◆ Supplied entries
Segment Open

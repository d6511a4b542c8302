//! Input validation functions
//!
//! Custom field validators used by the `validator` derive on request types,
//! plus helpers for turning `ValidationErrors` into client-facing messages.

use std::borrow::Cow;
use std::sync::OnceLock;

use validator::{ValidationError, ValidationErrors};

/// Authenticator apps emit 6 to 8 decimal digits
const OTP_CODE_PATTERN: &str = r"^[0-9]{6,8}$";

fn otp_code_regex() -> &'static regex_lite::Regex {
    static REGEX: OnceLock<regex_lite::Regex> = OnceLock::new();
    REGEX.get_or_init(|| regex_lite::Regex::new(OTP_CODE_PATTERN).expect("valid OTP code pattern"))
}

fn error_with_message(code: &'static str, message: &'static str) -> ValidationError {
    let mut error = ValidationError::new(code);
    error.message = Some(Cow::Borrowed(message));
    error
}

/// Reject empty or whitespace-only strings
pub fn validate_not_blank(value: &str) -> Result<(), ValidationError> {
    if value.trim().is_empty() {
        return Err(error_with_message("blank", "must not be blank"));
    }
    Ok(())
}

/// Every entry of a string list must be non-blank
pub fn validate_entries(values: &[String]) -> Result<(), ValidationError> {
    if values.iter().any(|v| v.trim().is_empty()) {
        return Err(error_with_message("blank_entry", "must not contain blank entries"));
    }
    Ok(())
}

/// Validate an authenticator code
pub fn validate_otp_code(code: &str) -> Result<(), ValidationError> {
    if !otp_code_regex().is_match(code) {
        return Err(error_with_message("otp_code", "must be a 6 to 8 digit code"));
    }
    Ok(())
}

// ============================================================================
// Error Formatting
// ============================================================================

/// Map Rust field names to the camelCase names clients send
pub fn field_display_name(field_name: &str) -> String {
    let mut out = String::with_capacity(field_name.len());
    let mut upper_next = false;
    for ch in field_name.chars() {
        if ch == '_' {
            upper_next = true;
        } else if upper_next {
            out.extend(ch.to_uppercase());
            upper_next = false;
        } else {
            out.push(ch);
        }
    }
    out
}

/// Flatten `ValidationErrors` into one message, fields sorted by name
pub fn describe_validation_errors(errors: &ValidationErrors) -> String {
    let mut messages: Vec<String> = errors
        .field_errors()
        .into_iter()
        .map(|(field, field_errors)| {
            let field = field_display_name(field.as_ref());
            let reasons: Vec<String> = field_errors
                .iter()
                .map(|e| match &e.message {
                    Some(message) => message.to_string(),
                    None => format!("is invalid ({})", e.code),
                })
                .collect();
            format!("{}: {}", field, reasons.join(", "))
        })
        .collect();
    messages.sort();
    messages.join("; ")
}

#[cfg(test)]
mod tests {
    use super::*;
    use proptest::prelude::*;
    use validator::Validate;

    #[derive(Validate)]
    struct Sample {
        #[validate(custom(function = "validate_not_blank"))]
        exercise_id: String,
        #[validate(custom(function = "validate_entries"))]
        body_parts: Vec<String>,
    }

    #[test]
    fn test_validate_not_blank() {
        assert!(validate_not_blank("abs").is_ok());
        assert!(validate_not_blank("").is_err());
        assert!(validate_not_blank(" \t").is_err());
    }

    #[test]
    fn test_validate_entries() {
        assert!(validate_entries(&[]).is_ok());
        assert!(validate_entries(&["waist".to_string()]).is_ok());
        assert!(validate_entries(&["waist".to_string(), " ".to_string()]).is_err());
    }

    #[test]
    fn test_validate_otp_code() {
        assert!(validate_otp_code("123456").is_ok());
        assert!(validate_otp_code("12345678").is_ok());
        assert!(validate_otp_code("12345").is_err());
        assert!(validate_otp_code("123456789").is_err());
        assert!(validate_otp_code("6XX5XX").is_err());
        assert!(validate_otp_code("").is_err());
    }

    #[test]
    fn test_field_display_name() {
        assert_eq!(field_display_name("gif_url"), "gifUrl");
        assert_eq!(field_display_name("secondary_muscles"), "secondaryMuscles");
        assert_eq!(field_display_name("name"), "name");
    }

    #[test]
    fn test_describe_validation_errors_uses_client_field_names() {
        let sample = Sample {
            exercise_id: " ".to_string(),
            body_parts: vec!["".to_string()],
        };
        let errors = sample.validate().unwrap_err();
        let message = describe_validation_errors(&errors);

        assert_eq!(
            message,
            "bodyParts: must not contain blank entries; exerciseId: must not be blank"
        );
    }

    proptest! {
        #[test]
        fn prop_six_digit_codes_accepted(code in "[0-9]{6}") {
            prop_assert!(validate_otp_code(&code).is_ok());
        }

        #[test]
        fn prop_codes_with_letters_rejected(code in "[0-9]{2}[a-zA-Z][0-9]{3}") {
            prop_assert!(validate_otp_code(&code).is_err());
        }
    }
}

Segment Closed

◆ How to complete this task
Type out each entry above again, exactly.

◆ Expected output
repository d6511a4b542c8302
//! Input validation functions
//!
//! Custom field validators used by the `validator` derive on request types,
//! plus helpers for turning `ValidationErrors` into client-facing messages.

use std::borrow::Cow;
use std::sync::OnceLock;

use validator::{ValidationError, ValidationErrors};

/// Authenticator apps emit 6 to 8 decimal digits
const OTP_CODE_PATTERN: &str = r"^[0-9]{6,8}$";

fn otp_code_regex() -> &'static regex_lite::Regex {
    static REGEX: OnceLock<regex_lite::Regex> = OnceLock::new();
    REGEX.get_or_init(|| regex_lite::Regex::new(OTP_CODE_PATTERN).expect("valid OTP code pattern"))
}

fn error_with_message(code: &'static str, message: &'static str) -> ValidationError {
    let mut error = ValidationError::new(code);
    error.message = Some(Cow::Borrowed(message));
    error
}

/// Reject empty or whitespace-only strings
pub fn validate_not_blank(value: &str) -> Result<(), ValidationError> {
    if value.trim().is_empty() {
        return Err(error_with_message("blank", "must not be blank"));
    }
    Ok(())
}

/// Every entry of a string list must be non-blank
pub fn validate_entries(values: &[String]) -> Result<(), ValidationError> {
    if values.iter().any(|v| v.trim().is_empty()) {
        return Err(error_with_message("blank_entry", "must not contain blank entries"));
    }
    Ok(())
}

/// Validate an authenticator code
pub fn validate_otp_code(code: &str) -> Result<(), ValidationError> {
    if !otp_code_regex().is_match(code) {
        return Err(error_with_message("otp_code", "must be a 6 to 8 digit code"));
    }
    Ok(())
}

// ============================================================================
// Error Formatting
// ============================================================================

/// Map Rust field names to the camelCase names clients send
pub fn field_display_name(field_name: &str) -> String {
    let mut out = String::with_capacity(field_name.len());
    let mut upper_next = false;
    for ch in field_name.chars() {
        if ch == '_' {
            upper_next = true;
        } else if upper_next {
            out.extend(ch.to_uppercase());
            upper_next = false;
        } else {
            out.push(ch);
        }
    }
    out
}

/// Flatten `ValidationErrors` into one message, fields sorted by name
pub fn describe_validation_errors(errors: &ValidationErrors) -> String {
    let mut messages: Vec<String> = errors
        .field_errors()
        .into_iter()
        .map(|(field, field_errors)| {
            let field = field_display_name(field.as_ref());
            let reasons: Vec<String> = field_errors
                .iter()
                .map(|e| match &e.message {
                    Some(message) => message.to_string(),
                    None => format!("is invalid ({})", e.code),
                })
                .collect();
            format!("{}: {}", field, reasons.join(", "))
        })
        .collect();
    messages.sort();
    messages.join("; ")
}

#[cfg(test)]
mod tests {
    use super::*;
    use proptest::prelude::*;
    use validator::Validate;

    #[derive(Validate)]
    struct Sample {
        #[validate(custom(function = "validate_not_blank"))]
        exercise_id: String,
        #[validate(custom(function = "validate_entries"))]
        body_parts: Vec<String>,
    }

    #[test]
    fn test_validate_not_blank() {
        assert!(validate_not_blank("abs").is_ok());
        assert!(validate_not_blank("").is_err());
        assert!(validate_not_blank(" \t").is_err());
    }

    #[test]
    fn test_validate_entries() {
        assert!(validate_entries(&[]).is_ok());
        assert!(validate_entries(&["waist".to_string()]).is_ok());
        assert!(validate_entries(&["waist".to_string(), " ".to_string()]).is_err());
    }

    #[test]
    fn test_validate_otp_code() {
        assert!(validate_otp_code("123456").is_ok());
        assert!(validate_otp_code("12345678").is_ok());
        assert!(validate_otp_code("12345").is_err());
        assert!(validate_otp_code("123456789").is_err());
        assert!(validate_otp_code("6XX5XX").is_err());
        assert!(validate_otp_code("").is_err());
    }

    #[test]
    fn test_field_display_name() {
        assert_eq!(field_display_name("gif_url"), "gifUrl");
        assert_eq!(field_display_name("secondary_muscles"), "secondaryMuscles");
        assert_eq!(field_display_name("name"), "name");
    }

    #[test]
    fn test_describe_validation_errors_uses_client_field_names() {
        let sample = Sample {
            exercise_id: " ".to_string(),
            body_parts: vec!["".to_string()],
        };
        let errors = sample.validate().unwrap_err();
        let message = describe_validation_errors(&errors);

        assert_eq!(
            message,
            "bodyParts: must not contain blank entries; exerciseId: must not be blank"
        );
    }

    proptest! {
        #[test]
        fn prop_six_digit_codes_accepted(code in "[0-9]{6}") {
            prop_assert!(validate_otp_code(&code).is_ok());
        }

        #[test]
        fn prop_codes_with_letters_rejected(code in "[0-9]{2}[a-zA-Z][0-9]{3}") {
            prop_assert!(validate_otp_code(&code).is_err());
        }
    }
}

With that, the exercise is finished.